Dos días después de la operación policial más sangrienta en la historia reciente de Río de Janeiro, Brasil continúa en estado de shock. Las cifras son escalofriantes: más de 130 personas muertas, incluidos cuatro agentes, tras el operativo contra el Comando Vermelho en las favelas de Penha y Alemão. En las calles, la indignación se mezcla con el miedo. “Esto fue una masacre”, repiten los vecinos.
Las imágenes de cadáveres alineados sobre el asfalto recorrieron el mundo, mientras los gritos de “¡asesinos!” resonaban frente a la sede del Gobierno de Río. Para muchos, lo ocurrido no fue una batalla contra el narcotráfico, sino una ejecución masiva. “Pueden llevarlos a la cárcel, ¿por qué matarlos así?”, cuestionó una residente. La escena dejó a Brasil enfrentado una vez más a su vieja herida: la violencia estructural en las favelas.
Organizaciones como Human Rights Watch, Amnistía Internacional y el Observatorio de Favelas coincidieron en señalar que la política de seguridad del Estado carioca “fracasa al repetirse en sangre”. La ONU pidió explicaciones formales, recordando a Brasil su obligación de cumplir con los estándares internacionales en el uso de la fuerza. Pero en medio del clamor, el silencio inicial del presidente Luiz Inácio Lula da Silva resultó ensordecedor.
Cuando finalmente habló, su mensaje fue prudente, casi quirúrgico. Lula condenó el poder destructivo del crimen organizado, pero evitó calificar la acción policial. Llamó a una “acción coordinada” que no ponga en riesgo a inocentes, sin mencionar a los responsables de la matanza. En ese equilibrio tenso, algunos vieron empatía; otros, cálculo.
El ministro de Justicia, Ricardo Lewandowski, intentó amortiguar el impacto. Viajó a Río, ofreció cooperación al gobernador Cláudio Castro y admitió que el presidente estaba “horrorizado” por la magnitud de la tragedia. Pero su discurso osciló entre la crítica y la justificación. En un primer momento cuestionó la legalidad del operativo; luego, habló de “colaboración institucional”. Esa dualidad fue interpretada como reflejo del desconcierto dentro del propio gobierno.
El gobernador Castro, en cambio, no tuvo dudas. Calificó la operación de “éxito” y aseguró que las únicas víctimas eran los policías muertos. Para él, se trató de una victoria contra el crimen. Esa postura, celebrada por sectores conservadores, contrastó con la tibieza del Palacio del Planalto, que buscó mantener la distancia sin romper los puentes.

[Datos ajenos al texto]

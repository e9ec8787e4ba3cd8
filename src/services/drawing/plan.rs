//! Top-down plan. Coordinates are used as-is: y is the distance from the wall.

use crate::models::{DimensionLine, PlanFootprint, PlanView, Rect, StructuredDesignData, Tier};
use crate::rules::Rules;
use crate::services::bom::cabinet_ref;
use crate::services::dimensions::ResolvedDimensions;

const DIM_OFFSET_MM: f64 = 100.0;

/// Builds the plan. Upper cabinets are drawn `lower_depth * depth_ratio`
/// deep so they read differently from the base cabinets beneath them.
pub fn build_plan_view(
    design: &StructuredDesignData,
    dims: &ResolvedDimensions,
    rules: &Rules,
) -> PlanView {
    let mut view = PlanView::default();
    if design.cabinets.is_empty() {
        return view;
    }

    let row_width = design.row_width();
    let upper_plan_depth = (dims.lower_depth * rules.upper_cabinet.depth_ratio).max(0.0);

    for (index, unit) in design.lower_sorted().iter().enumerate() {
        view.cabinets.push(PlanFootprint {
            cabinet_ref: cabinet_ref(Tier::Lower, index),
            tier: Tier::Lower,
            rect: Rect::new(unit.position_mm, 0.0, unit.width_mm, dims.lower_depth),
        });
    }

    for (index, unit) in design.upper_sorted().iter().enumerate() {
        view.cabinets.push(PlanFootprint {
            cabinet_ref: cabinet_ref(Tier::Upper, index),
            tier: Tier::Upper,
            rect: Rect::new(unit.position_mm, 0.0, unit.width_mm, upper_plan_depth),
        });
    }

    let depth = if design.cabinets.lower.is_empty() {
        upper_plan_depth
    } else {
        view.countertop = Some(Rect::new(0.0, 0.0, row_width, dims.lower_depth));
        dims.lower_depth
    };

    if row_width > 0.0 {
        view.dimensions.push(DimensionLine::horizontal(
            0.0,
            row_width,
            -DIM_OFFSET_MM,
            Some("Total"),
        ));
    }
    view.dimensions
        .push(DimensionLine::vertical(0.0, depth, -DIM_OFFSET_MM, Some("Depth")));

    view.width = row_width;
    view.depth = depth;
    view
}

El miércoles por la noche, en un movimiento inesperado, Lula promulgó una ley que endurece la lucha contra el crimen organizado. La norma agrava las penas por obstruir operativos y amplía la protección a jueces, fiscales y policías. La medida, anunciada justo después de la masacre, confundió aún más a quienes esperaban una señal de moderación. ¿Era un gesto de firmeza o una forma de blindarse ante las críticas?
Para analistas locales, el episodio expuso la tensión entre el Lula estadista y el Lula político. El primero intenta mantener la coherencia con su discurso de derechos humanos; el segundo, teme parecer débil ante la creciente ola de violencia urbana. En un Brasil polarizado, ambos perfiles se necesitan, pero también se contradicen.
La comunicación oficial del Gobierno fue minuciosamente calculada. Según CNN Brasil, la demora en pronunciarse se debió a que Lula pasó más de 20 horas en vuelo hacia Brasilia y quiso revisar personalmente la estrategia de respuesta. Su mensaje final fue redactado en un “entorno controlado, sin improvisaciones”, cuidando cada palabra para no erosionar su imagen en un momento crítico.
Mientras tanto, en las favelas, los funerales se multiplican y el olor a pólvora aún flota en el aire. Las organizaciones sociales hablan de “una masacre del Estado”, y los defensores de derechos humanos exigen justicia. Pero el país parece dividido entre quienes piden orden y quienes claman por verdad.
En el corazón de esa fractura está Lula, atrapado entre el deber de condenar y la necesidad de gobernar. Su ambigüedad puede ser táctica, pero en un Brasil que sangra, el silencio también tiene costo político. Y cada muerto en Río recuerda que la guerra contra el crimen, tal como se libra hoy, se parece demasiado a una guerra contra los pobres.